I love Labor Day. Not because of the day off (which is always cool) and the barbecue, but because it is the unofficial start of Fall (my favorite season.) The temp is just right (at least in some states), the leaves turn, clothes are better and comfort food makes a comeback.
This week I changed my kitchen colors from oranges, golds and red to black and brown. I pulled out the vanilla-scented potpourri. I fell in love again with my Mahogany dinnerware. I'm giving some thought to what my Christmas colors will be. (Hey, I do not go down to my storage unit after the first week in October. It may be snowing and I am not hauling Christmas ornaments up icy steps.)
Best of all, I made a fall dish without feeling guilty. This was a pot of love. I seared a bone-in turkey breast and braised it with turnips, onion, acorn squash, garlic and sweet potatoes. (I'm choosing to omit the secret ingredients) Garnished with fresh sage and rosemary -- now you have a bowl of love. Sometimes rustic is the way to go.
I tried to take a picture of it plated, but the camera phone did it no justice. I'll take some pics when I get my new camera. In the meantime take a gander at the pot that made it all happen, my All-Clad Dutch oven.
Braising is a slow cooking method. It makes large and/or tough cuts of meat tender and juicy. If you know how to cook a roast in a slow cooker, your already there!
The keys to a good flavorful braise are high heat and moist low heat. Let me explain. Caramelization of meat and veggies occurs when the sugars in the foods brown. It happens when easiest during searing or grilling, which are high-heat applications It's that sizzle when the steak hits the fry pan.
Many of us never get foods to caramelize because we like to move the food around in the pan instead of letting it cook and developing fond in the pan. (more about fond later). This is why many TV chefs instruct you to place the food item on the hot surface and walk away. How do you know when your food has properly caramelized? It will readily release from the pan when you try to move it. Once you lift it, you'll see the golden brown color.
Let's say you're working a turkey breast, as I did above. I heated the Dutch oven until it was nice and hot. I added just enough canola oil to cover the bottom of the pan and plopped the breast in. After caramelizing the skin side (always sear and fry the skin side first), I flipped it to sear the other side. I repeated the process until every possible inch was golden brown. I then removed the breast from the pot. Remember that I used high heat because I wanted to brown the outside quickly without cooking the inside. Braising is a two-step process, I had to save room for the low heat to work.

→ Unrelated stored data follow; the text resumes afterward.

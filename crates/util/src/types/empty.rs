use crate::value::AnyValue;

/// Check whether a value is "empty".
///
/// Empty means `null`/`undefined`, a whitespace-only string, a zero-length
/// array, or an object or instance with no own properties. Numbers, booleans,
/// dates and regexps are never empty.
///
/// # Examples
///
/// ```
/// use utilkit::types::is_empty;
/// use utilkit::AnyValue;
///
/// assert!(is_empty(&AnyValue::from("   ")));
/// assert!(!is_empty(&AnyValue::from(0)));
/// ```
pub fn is_empty(value: &AnyValue) -> bool {
    match value {
        AnyValue::Undefined | AnyValue::Null => true,
        AnyValue::String(s) => s.trim().is_empty(),
        AnyValue::Array(items) => items.is_empty(),
        AnyValue::Object(fields) | AnyValue::Instance { fields, .. } => fields.is_empty(),
        AnyValue::Bool(_) | AnyValue::Number(_) | AnyValue::Date(_) | AnyValue::RegExp(_) => false,
    }
}
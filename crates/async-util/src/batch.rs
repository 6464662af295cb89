//! Running groups of futures.

use futures_util::stream::{self, StreamExt};
use std::future::Future;

/// Run futures with at most `limit` in flight, collecting outputs in input
/// order. A `limit` of zero is treated as one.
///
/// # Examples
///
/// ```
/// use utilkit_async::parallel_limit;
///
/// # #[tokio::main(flavor = "current_thread")]
/// # async fn main() {
/// let jobs = (1..=5).map(|n| async move { n * 10 });
/// assert_eq!(parallel_limit(jobs, 2).await, vec![10, 20, 30, 40, 50]);
/// # }
/// ```
pub async fn parallel_limit<I, Fut>(tasks: I, limit: usize) -> Vec<Fut::Output>
where
    I: IntoIterator<Item = Fut>,
    Fut: Future,
{
    stream::iter(tasks).buffered(limit.max(1)).collect().await
}

/// Run futures one after another, collecting outputs in order.
pub async fn sequential<I, Fut>(tasks: I) -> Vec<Fut::Output>
where
    I: IntoIterator<Item = Fut>,
    Fut: Future,
{
    let mut out = Vec::new();
    for task in tasks {
        out.push(task.await);
    }
    out
}

/// Run every fallible future concurrently and keep each outcome.
///
/// Unlike short-circuiting joins, one failure does not stop the others.
pub async fn settle_all<I, Fut, T, E>(tasks: I) -> Vec<Result<T, E>>
where
    I: IntoIterator<Item = Fut>,
    Fut: Future<Output = Result<T, E>>,
{
    let results = futures_util::future::join_all(tasks).await;
    let failed = results.iter().filter(|r| r.is_err()).count();
    if failed > 0 {
        tracing::debug!(total = results.len(), failed, "settled with failures");
    }
    results
}
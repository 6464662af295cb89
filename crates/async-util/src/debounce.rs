//! Trailing-edge debouncing on the tokio runtime.

use std::future::Future;
use std::sync::{Mutex, PoisonError};
use std::time::Duration;
use tokio::task::JoinHandle;

/// Trailing-edge debouncer.
///
/// Every [`call`](Debouncer::call) replaces the pending invocation and
/// restarts the quiet period; only the last callback of a burst runs.
/// A callback that already started is never interrupted.
///
/// Must be used from within a tokio runtime.
#[derive(Debug)]
pub struct Debouncer {
    wait: Duration,
    pending: Mutex<Option<JoinHandle<()>>>,
}

impl Debouncer {
    pub fn new(wait_ms: u64) -> Self {
        Self {
            wait: Duration::from_millis(wait_ms),
            pending: Mutex::new(None),
        }
    }

    /// Schedule `f` to run once `wait_ms` passes without another call.
    pub fn call<F, Fut>(&self, f: F)
    where
        F: FnOnce() -> Fut + Send + 'static,
        Fut: Future<Output = ()> + Send + 'static,
    {
        let wait = self.wait;
        let timer = tokio::spawn(async move {
            tokio::time::sleep(wait).await;
            tokio::spawn(f());
        });
        let mut pending = self.pending.lock().unwrap_or_else(PoisonError::into_inner);
        if let Some(previous) = pending.replace(timer) {
            previous.abort();
        }
    }

    /// Whether a callback is still waiting for its quiet period.
    pub fn is_pending(&self) -> bool {
        self.pending
            .lock()
            .unwrap_or_else(PoisonError::into_inner)
            .as_ref()
            .is_some_and(|timer| !timer.is_finished())
    }
}

impl Drop for Debouncer {
    fn drop(&mut self) {
        if let Some(timer) = self.pending.get_mut().unwrap_or_else(PoisonError::into_inner).take() {
            timer.abort();
        }
    }
}
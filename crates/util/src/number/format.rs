//! Display formatting for numbers.

use super::round::round;
use serde::Deserialize;

const BYTE_UNITS: [&str; 6] = ["B", "KB", "MB", "GB", "TB", "PB"];

/// Insert a separator between every group of three integer digits.
///
/// With `decimals` set, the value is first rounded (half away from zero) and
/// printed with exactly that many fraction digits; with `None` the shortest
/// representation of the value is kept.
///
/// # Examples
///
/// ```
/// use utilkit::number::format_thousands;
///
/// assert_eq!(format_thousands(1234567.891, Some(2), ","), "1,234,567.89");
/// assert_eq!(format_thousands(-1234.5, None, ","), "-1,234.5");
/// assert_eq!(format_thousands(999.0, Some(0), ","), "999");
/// ```
pub fn format_thousands(n: f64, decimals: Option<u32>, separator: &str) -> String {
    if !n.is_finite() {
        return n.to_string();
    }
    let text = match decimals {
        Some(d) => format!("{:.*}", d as usize, round(n, d as i32)),
        None => n.to_string(),
    };
    let (sign, unsigned) = match text.strip_prefix('-') {
        Some(rest) => ("-", rest),
        None => ("", text.as_str()),
    };
    let (int_part, frac_part) = match unsigned.split_once('.') {
        Some((i, f)) => (i, Some(f)),
        None => (unsigned, None),
    };

    let mut out = String::with_capacity(text.len() + int_part.len() / 3 * separator.len());
    out.push_str(sign);
    out.push_str(&group_digits(int_part, separator));
    if let Some(frac) = frac_part {
        out.push('.');
        out.push_str(frac);
    }
    out
}

fn group_digits(digits: &str, separator: &str) -> String {
    let len = digits.len();
    let mut out = String::with_capacity(len + len / 3 * separator.len());
    for (i, ch) in digits.chars().enumerate() {
        if i > 0 && (len - i) % 3 == 0 {
            out.push_str(separator);
        }
        out.push(ch);
    }
    out
}

/// Options for [`format_currency`].
#[derive(Debug, Clone, PartialEq, Deserialize)]
#[serde(default)]
pub struct CurrencyOptions {
    /// Currency symbol. Default is `"$"`.
    pub symbol: String,
    /// Fraction digits. Default is 2.
    pub decimals: u32,
    /// Thousands separator. Default is `","`.
    pub separator: String,
    /// Put the symbol after the amount (`"12.00 €"`).
    pub symbol_after: bool,
}

impl Default for CurrencyOptions {
    fn default() -> Self {
        Self {
            symbol: "$".to_string(),
            decimals: 2,
            separator: ",".to_string(),
            symbol_after: false,
        }
    }
}

/// Format an amount of money.
///
/// The minus sign of a negative amount always comes first.
///
/// ```
/// use utilkit::number::{format_currency, CurrencyOptions};
///
/// let opts = CurrencyOptions::default();
/// assert_eq!(format_currency(1234.5, &opts), "$1,234.50");
/// assert_eq!(format_currency(-0.5, &opts), "-$0.50");
/// ```
pub fn format_currency(n: f64, options: &CurrencyOptions) -> String {
    let body = format_thousands(n.abs(), Some(options.decimals), &options.separator);
    let sign = if n < 0.0 && round(n, options.decimals as i32) != 0.0 {
        "-"
    } else {
        ""
    };
    if options.symbol_after {
        format!("{sign}{body} {}", options.symbol)
    } else {
        format!("{sign}{}{body}", options.symbol)
    }
}

/// Format a ratio as a percentage, `0.256` -> `"25.6%"`.
pub fn format_percent(ratio: f64, decimals: u32) -> String {
    format!("{:.*}%", decimals as usize, round(ratio * 100.0, decimals as i32))
}

/// Human readable byte size using 1024-based units.
///
/// Trailing zeros in the fraction are dropped.
///
/// ```
/// use utilkit::number::format_bytes;
///
/// assert_eq!(format_bytes(0, 2), "0 B");
/// assert_eq!(format_bytes(1536, 2), "1.5 KB");
/// assert_eq!(format_bytes(1048576, 2), "1 MB");
/// ```
pub fn format_bytes(bytes: u64, decimals: u32) -> String {
    if bytes == 0 {
        return "0 B".to_string();
    }
    let mut value = bytes as f64;
    let mut unit = 0;
    while value >= 1024.0 && unit < BYTE_UNITS.len() - 1 {
        value /= 1024.0;
        unit += 1;
    }
    format!("{} {}", round(value, decimals as i32), BYTE_UNITS[unit])
}
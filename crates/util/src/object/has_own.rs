use serde_json::{Map, Value};

/// Check if an object has an own property with the given key.
///
/// This is the Rust equivalent of `Object.prototype.hasOwnProperty.call(obj, key)`.
/// Returns false if the value is not an object.
///
/// # Examples
///
/// ```
/// use serde_json::json;
/// use utilkit::object::has_own_property;
///
/// let obj = json!({"foo": null});
/// assert!(has_own_property(&obj, "foo"));
/// assert!(!has_own_property(&obj, "bar"));
/// ```
pub fn has_own_property(obj: &Value, key: &str) -> bool {
    match obj {
        Value::Object(map) => has_own_property_map(map, key),
        _ => false,
    }
}

/// Check if a serde_json::Map has an own property with the given key.
pub fn has_own_property_map(obj: &Map<String, Value>, key: &str) -> bool {
    obj.contains_key(key)
}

Next comes the veggies. Almost everything tastes better when caramelized, so I caramelized the veggies in the pot in batches. I did not clean the pot as I progressed because I wanted plenty of fond. Fond is the tasty dark brown bits left in a pan after searing or roasting. The more the merrier, but be careful not to allow it to burn. To prevent the fond from the turkey from burning, I lowered my searing temperature slightly when browning the veggies.
Deglazing is the act of removing fond by adding a liquid. Your pan should be hot and the liquid should hiss and bubble when added to the pan. This happens to be the foundation of a good pan sauce. You can deglaze with wine, water, broth, etc. Obviously water will give you the least flavor. As you add the liquid, use a wooden utensil to scrape the bottom of the pan to loosen the fond. My favorite tool for this is the Oxo wooden turner.
After adding enough liquid to remove the fond, I added the veggies and turkey breast back into the pot. I added enough liquid to come about halfway up the turkey breast and covered the top of the meat with the veggies. I then adjusted the seasonings, covered the pot and placed it in a pre-heated 350 degree oven. I let it cook for about two hours.
The liquid and low heat from the oven create a wet sauna for the turkey. This is braising. Anything you cook in this manner will bring you a pot of love.
Now you can use a thermometer to check when your food is done. I usually go by sight. I like braising because you also get a delayed "thumbs up" the next day to let you know if you cooked the food properly. If you've braised something bone-in and your liquid has gelatinized the next day, pat yourself on the back. You've broken down the collagen in the bone to extract maximum flavor. Eat your leftovers with pride, job well done!
- Throw in a bay leaf when you put the dish in the oven
- Leave out the fresh herbs until the food goes into the oven
- Season well and season as you go
- Searing is for color, not cooking
- Make sure your pot has a tight-fitting lid. Many quality braising vessels have domed lids to maximize the amount of moisture in the pot.